Через несколько дней сыпь от цинковой мази прошла, — но не было на свете такой мази, от которой бы смягчилось, стерлось воспоминание — его большой матовый лоб, легкое похлопывание пальцев по карману в тот момент, когда он подходит к двери.
Она так первые дни плакала, что прямо удивлялась, как это слезные железы не иссякнут, — и знают ли физиологи, что человек может из своих глаз выпустить столько соленой воды? Тогда приходило на память, как она с мужем купала маленькую дочку в ванночке с морской водой однажды летом, проведенном на итальянском побережье, — и вдруг показалось, что можно наплакать как раз такую ванночку и выкупать в ней даже сопротивляющегося великана.
То, что он бросил Ирму, казалось ей еще чудовищнее, чем то, что он ушел от нее самой. А не попытается ли он похитить дочь? Правильно ли они сделали, послав Ирму с бонной в деревню? Поль отвечал, что правильно, и уговаривал ее тоже туда поехать, но она и слышать не хотела. Хотя она и чувствовала, что никогда не сможет простить (не потому, что он унизил ее, — она была слишком горда, чтобы такое могло ее задеть, — а потому, что унизился сам), Элизабет ждала изо дня в день, что откроется дверь и войдет ее муж — бледный, как Лазарь[40], с опухшими и влажными голубыми глазами, в превратившейся в лохмотья одежде, с протянутыми руками.
Большую часть дня она проводила в какой-нибудь случайной комнате — иногда даже в прихожей — в любом месте, где ее настигал густой туман задумчивости, — и тупо вспоминала ту или иную подробность супружеской жизни. И вот уже ей казалось, что муж изменял ей всегда. Она припоминала и понимала (как человек, выучивший новый язык, может вдруг внезапно вспомнить, что видел когда-то, когда еще не знал его, книгу, на нем написанную) смысл алых пятен — липкие следы алых поцелуев, — увиденных как-то на носовом платке мужа.

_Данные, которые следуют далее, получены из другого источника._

//! Entry framing
//!
//! Each entry is `header (16 bytes) | payload | padding to a multiple of 8`.
//! The producer writes no end marker, so running out of bytes while looking
//! for the next header is the normal end of a recording. Running out after a
//! valid sync byte has promised a payload is a truncated tail.

use crate::config::DecoderConfig;
use crate::reader::{FrameReader, Resync};
use crate::schema::EntryLayout;
use crate::types::{DecoderError, Diagnostic, Entry, EntryHeader, Result, SYNC_BYTE};
use byteorder::{ByteOrder, LittleEndian};
use std::io::{Read, Seek};

/// A located entry header
#[derive(Debug, Clone, Copy, PartialEq, Eq)]
pub struct Located {
    /// Offset of the sync byte
    pub offset: u64,
    pub header: EntryHeader,
}

/// Decodes framed entries from a [`FrameReader`]
#[derive(Debug, Clone, Copy)]
pub struct EntryDecoder {
    layout: EntryLayout,
    resync_window: Option<u64>,
    max_payload_len: Option<u32>,
}

impl EntryDecoder {
    pub fn new(layout: EntryLayout, config: &DecoderConfig) -> Self {
        Self {
            layout,
            resync_window: config.resync_window,
            max_payload_len: config.max_payload_len,
        }
    }

    /// Decode an entry header from its raw bytes
    pub fn decode_header(&self, raw: &[u8]) -> EntryHeader {
        let layout = &self.layout;
        EntryHeader {
            sync: raw[layout.sync],
            entry_type: raw[layout.entry_type],
            reserved: layout
                .reserved
                .map(|offset| LittleEndian::read_u16(&raw[offset..]))
                .unwrap_or(0),
            payload_len: LittleEndian::read_u32(&raw[layout.payload_len..]),
            device_time_us: LittleEndian::read_u64(&raw[layout.device_time..]),
        }
    }

    /// Read the next entry, payload included
    ///
    /// Returns `Ok(None)` at end of stream.
    pub fn next_entry<R: Read + Seek>(
        &self,
        reader: &mut FrameReader<R>,
        diagnostics: &mut Vec<Diagnostic>,
    ) -> Result<Option<Entry>> {
        let Some(located) = self.locate(reader, diagnostics)? else {
            return Ok(None);
        };
        self.check_body(reader, &located)?;

        let payload = reader.read_exact(located.header.payload_len as usize)?;
        reader.skip(located.header.padding_len())?;

        log::trace!(
            "Entry at 0x{:X}: type {}, {} bytes, t={} us",
            located.offset,
            located.header.entry_type,
            located.header.payload_len,
            located.header.device_time_us
        );

        Ok(Some(Entry {
            offset: located.offset,
            header: located.header,
            payload,
        }))
    }

    /// Locate the next entry and skip over its payload without reading it
    pub fn skip_entry<R: Read + Seek>(
        &self,
        reader: &mut FrameReader<R>,
        diagnostics: &mut Vec<Diagnostic>,
    ) -> Result<Option<Located>> {
        let Some(located) = self.locate(reader, diagnostics)? else {
            return Ok(None);
        };
        self.check_body(reader, &located)?;
        reader.skip(located.header.body_len())?;
        Ok(Some(located))
    }

    /// Find the next entry header, resynchronizing past corrupt bytes
    ///
    /// On success the reader sits right after the header.
    fn locate<R: Read + Seek>(
        &self,
        reader: &mut FrameReader<R>,
        diagnostics: &mut Vec<Diagnostic>,
    ) -> Result<Option<Located>> {
        let size = self.layout.size as u64;

        loop {
            let offset = reader.position();
            let remaining = reader.remaining();
            if remaining < size {
                if remaining > 0 {
                    diagnostics.push(Diagnostic::TrailingBytes {
                        offset,
                        len: remaining,
                    });
                }
                return Ok(None);
            }

            let raw = reader.read_exact(self.layout.size)?;
            let header = self.decode_header(&raw);

            let restart = if header.sync != SYNC_BYTE {
                offset
            } else if !self.accepts(&header) {
                // Sync byte is plausible but the length is not: skip past it
                log::debug!(
                    "Entry at 0x{:X} declares implausible payload_len {}",
                    offset,
                    header.payload_len
                );
                diagnostics.push(Diagnostic::Desync {
                    offset,
                    byte: header.sync,
                });
                offset + 1
            } else {
                return Ok(Some(Located { offset, header }));
            };

            reader.seek_to(restart)?;
            match reader.resynchronize(self.resync_window, diagnostics)? {
                Resync::Found(_) => continue,
                Resync::EndOfFile => return Ok(None),
                Resync::WindowExhausted => {
                    diagnostics.push(Diagnostic::ResyncAbandoned {
                        offset: restart,
                        scanned: reader.position() - restart,
                    });
                    return Ok(None);
                }
            }
        }
    }

    fn accepts(&self, header: &EntryHeader) -> bool {
        match self.max_payload_len {
            Some(max) => header.payload_len <= max,
            None => true,
        }
    }

    fn check_body<R: Read + Seek>(
        &self,
        reader: &FrameReader<R>,
        located: &Located,
    ) -> Result<()> {
        let needed = located.header.body_len();
        let available = reader.remaining();
        if available < needed {
            return Err(DecoderError::TruncatedEntry {
                offset: located.offset,
                payload_len: located.header.payload_len,
                needed,
                available,
            });
        }
        Ok(())
    }
}
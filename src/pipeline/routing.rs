//! Channel routing: who hears about an incident.

use crate::pipeline::types::{Classification, IncidentType, RoutingDecision, Urgency};

/// Whether authorities must be emailed in addition to the community push.
///
/// True when severity is 4 or more, when an accident, crime or fire has at
/// least medium urgency, or when a protest is high urgency.
pub fn requires_authority_notification(classification: &Classification) -> bool {
    if classification.severity.is_serious() {
        return true;
    }

    let elevated = matches!(classification.urgency, Urgency::Medium | Urgency::High);
    match classification.incident_type {
        IncidentType::Accident | IncidentType::Crime | IncidentType::Fire => elevated,
        IncidentType::ProtestMarch => classification.urgency == Urgency::High,
        _ => false,
    }
}

/// Route a classified incident.
pub fn decide(classification: &Classification) -> RoutingDecision {
    if requires_authority_notification(classification) {
        RoutingDecision::community_and_authorities()
    } else {
        RoutingDecision::community_only()
    }
}

#[cfg(test)]
mod tests {
    use super::*;
    use crate::pipeline::types::Severity;

    fn c(incident_type: IncidentType, urgency: Urgency, severity: u8) -> Classification {
        Classification {
            incident_type,
            urgency,
            severity: Severity::clamped(severity),
        }
    }

    #[test]
    fn serious_severity_always_notifies() {
        for t in IncidentType::ALL {
            assert!(decide(&c(t, Urgency::Low, 4)).notifies_authorities());
            assert!(decide(&c(t, Urgency::Low, 5)).notifies_authorities());
        }
    }

    #[test]
    fn critical_types_need_medium_urgency() {
        for t in [IncidentType::Accident, IncidentType::Crime, IncidentType::Fire] {
            assert!(requires_authority_notification(&c(t, Urgency::Medium, 2)));
            assert!(requires_authority_notification(&c(t, Urgency::High, 1)));
            assert!(!requires_authority_notification(&c(t, Urgency::Low, 3)));
        }
    }

    #[test]
    fn protest_needs_high_urgency() {
        assert!(requires_authority_notification(&c(IncidentType::ProtestMarch, Urgency::High, 2)));
        assert!(!requires_authority_notification(&c(IncidentType::ProtestMarch, Urgency::Medium, 3)));
    }

    #[test]
    fn other_types_stay_in_community() {
        let decision = decide(&c(IncidentType::Waterlogging, Urgency::High, 3));
        assert_eq!(decision.to_string(), "community push notification");
        assert!(!decide(&c(IncidentType::Others, Urgency::High, 3)).notifies_authorities());
    }

    #[test]
    fn fire_high_is_routed_to_both() {
        let decision = decide(&c(IncidentType::Fire, Urgency::High, 3));
        assert_eq!(
            decision.to_string(),
            "community push notification;authority email"
        );
    }
}
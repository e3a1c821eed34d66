//! Error types for Suraksha Setu.
//!
//! The triage pipeline itself never returns an error; these types cover the
//! layers around it (configuration, inference transport, persistence, uploads).

use std::time::Duration;

/// Configuration-related errors.
#[derive(Debug, thiserror::Error)]
pub enum ConfigError {
    #[error("Missing required environment variable: {0}")]
    MissingEnvVar(String),

    #[error("Invalid value for {key}: {message}")]
    InvalidValue { key: String, message: String },
}

/// Report store errors.
#[derive(Debug, thiserror::Error)]
pub enum DatabaseError {
    #[error("Could not open report database: {0}")]
    Pool(String),

    #[error("Report query failed: {0}")]
    Query(String),

    #[error("No {entity} with id {id}")]
    NotFound { entity: String, id: String },

    #[error("Schema migration failed: {0}")]
    Migration(String),

    #[error("Stored report is malformed: {0}")]
    Serialization(String),
}

/// Inference service errors. Every variant makes the calling stage fall back.
#[derive(Debug, thiserror::Error)]
pub enum LlmError {
    #[error("Inference via {provider} failed: {reason}")]
    RequestFailed { provider: String, reason: String },

    #[error("Inference via {provider} rate limited, retry after {retry_after:?}")]
    RateLimited {
        provider: String,
        retry_after: Option<Duration>,
    },

    #[error("Unusable reply from {provider}: {reason}")]
    InvalidResponse { provider: String, reason: String },

    #[error("Inference credentials rejected by {provider}")]
    AuthFailed { provider: String },

    #[error("Inference via {provider} exceeded {timeout:?}")]
    Timeout { provider: String, timeout: Duration },

    #[error("Malformed JSON from inference service: {0}")]
    Json(#[from] serde_json::Error),
}

/// Faults around a triage run.
#[derive(Debug, thiserror::Error)]
pub enum PipelineError {
    /// A required form field was missing or unreadable.
    #[error("Invalid submission: {0}")]
    InvalidSubmission(String),

    /// Caught inside `TriagePipeline::run` and logged, never returned.
    #[error("Stage {stage} panicked: {reason}")]
    StagePanicked { stage: String, reason: String },
}

/// Attachment upload errors.
#[derive(Debug, thiserror::Error)]
pub enum MediaError {
    #[error("Attachment {filename} rejected: {reason}")]
    Rejected { filename: String, reason: String },

    #[error("Could not write attachment: {0}")]
    Io(#[from] std::io::Error),
}
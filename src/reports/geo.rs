//! Proximity and recency filtering for the report listing.

use std::sync::LazyLock;

use chrono::{DateTime, Duration, FixedOffset};
use regex::Regex;

use crate::store::StoredReport;

/// Mean Earth radius in kilometres.
const EARTH_RADIUS_KM: f64 = 6371.0;

static COORDINATES: LazyLock<Regex> = LazyLock::new(|| {
    Regex::new(r"\((-?\d+\.?\d*),\s*(-?\d+\.?\d*)\)").expect("coordinate regex is valid")
});

/// A latitude/longitude pair in degrees.
#[derive(Debug, Clone, Copy, PartialEq)]
pub struct Coordinates {
    pub lat: f64,
    pub lng: f64,
}

impl Coordinates {
    pub fn new(lat: f64, lng: f64) -> Self {
        Self { lat, lng }
    }

    /// First `(lat, lng)` group in free-form location text.
    pub fn from_location(location: &str) -> Option<Self> {
        let caps = COORDINATES.captures(location)?;
        let lat = caps[1].parse().ok()?;
        let lng = caps[2].parse().ok()?;
        Some(Self { lat, lng })
    }

    /// Great-circle distance via the haversine formula.
    pub fn distance_km(&self, other: &Coordinates) -> f64 {
        let dlat = (other.lat - self.lat).to_radians();
        let dlng = (other.lng - self.lng).to_radians();
        let lat1 = self.lat.to_radians();
        let lat2 = other.lat.to_radians();

        let a = (dlat / 2.0).sin().powi(2) + lat1.cos() * lat2.cos() * (dlng / 2.0).sin().powi(2);
        let a = a.clamp(0.0, 1.0);
        2.0 * EARTH_RADIUS_KM * a.sqrt().asin()
    }
}

/// Listing filter around a centre point.
#[derive(Debug, Clone, Copy, PartialEq)]
pub struct ProximityFilter {
    pub centre: Coordinates,
    pub radius_km: f64,
    pub max_age: Duration,
}

impl ProximityFilter {
    pub const DEFAULT_RADIUS_KM: f64 = 20.0;
    pub const DEFAULT_MAX_HOURS: i64 = 48;

    /// Whether a report lies within the radius and was filed within the age
    /// limit. Reports without coordinates or with unreadable timestamps are
    /// excluded.
    pub fn matches(&self, report: &StoredReport, now: DateTime<FixedOffset>) -> bool {
        let Some(position) = Coordinates::from_location(&report.location) else {
            return false;
        };
        if self.centre.distance_km(&position) > self.radius_km {
            return false;
        }
        match DateTime::parse_from_rfc3339(&report.timestamp) {
            Ok(filed) => now.signed_duration_since(filed) <= self.max_age,
            Err(_) => false,
        }
    }

    /// Keep matching reports, preserving order.
    pub fn apply(
        &self,
        reports: Vec<StoredReport>,
        now: DateTime<FixedOffset>,
    ) -> Vec<StoredReport> {
        reports
            .into_iter()
            .filter(|r| self.matches(r, now))
            .collect()
    }
}

#[cfg(test)]
mod tests {
    use super::*;
    use crate::store::ReportStatus;

    fn report(location: &str, timestamp: &str) -> StoredReport {
        StoredReport {
            report_id: "r".into(),
            category: "Fire".into(),
            location: location.into(),
            description: "d".into(),
            classification: String::new(),
            routing: String::new(),
            authority_routing: String::new(),
            suggestions: String::new(),
            media_files: vec![],
            timestamp: timestamp.into(),
            status: ReportStatus::Pending,
        }
    }

    fn now() -> DateTime<FixedOffset> {
        DateTime::parse_from_rfc3339("2026-03-03T12:00:00+05:30").unwrap()
    }

    fn filter() -> ProximityFilter {
        ProximityFilter {
            centre: Coordinates::new(28.6139, 77.2090),
            radius_km: ProximityFilter::DEFAULT_RADIUS_KM,
            max_age: Duration::hours(ProximityFilter::DEFAULT_MAX_HOURS),
        }
    }

    #[test]
    fn extracts_coordinates() {
        let c = Coordinates::from_location("Connaught Place (28.6315, 77.2167)").unwrap();
        assert_eq!(c, Coordinates::new(28.6315, 77.2167));
        let c = Coordinates::from_location("South pole (-90,0)").unwrap();
        assert_eq!(c, Coordinates::new(-90.0, 0.0));
        assert!(Coordinates::from_location("Connaught Place").is_none());
    }

    #[test]
    fn haversine_distance() {
        let delhi = Coordinates::new(28.6139, 77.2090);
        let mumbai = Coordinates::new(19.0760, 72.8777);
        let d = delhi.distance_km(&mumbai);
        assert!((d - 1148.1).abs() < 1.0, "got {d}");
        assert!(delhi.distance_km(&delhi).abs() < 1e-9);
    }

    #[test]
    fn filters_by_distance_and_age() {
        let f = filter();
        assert!(f.matches(&report("CP (28.6315, 77.2167)", "2026-03-02T12:00:00.000000+05:30"), now()));
        // too far
        assert!(!f.matches(&report("Mumbai (19.0760, 72.8777)", "2026-03-03T11:00:00+05:30"), now()));
        // too old
        assert!(!f.matches(&report("CP (28.6315, 77.2167)", "2026-02-28T12:00:00+05:30"), now()));
        // no coordinates
        assert!(!f.matches(&report("CP", "2026-03-03T11:00:00+05:30"), now()));
        // unreadable timestamp
        assert!(!f.matches(&report("CP (28.6315, 77.2167)", "yesterday"), now()));
    }

    #[test]
    fn timestamps_in_other_offsets_compare_correctly() {
        // 2026-03-03T06:00Z == 11:30 +05:30, half an hour before now
        assert!(filter().matches(&report("CP (28.6315, 77.2167)", "2026-03-03T06:00:00Z"), now()));
    }
}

Поль старался отвлечь Элизабет, как умел, от ее мыслей. Он никогда не упоминал Альбинуса. Он даже пожертвовал своими излюбленными привычками — например, перестал проводить воскресное утро в турецких банях. Он приносил ей журналы и романы, вспоминал с нею детство, покойных родителей и светловолосого брата, убитого на Сомме, музыканта и мечтателя.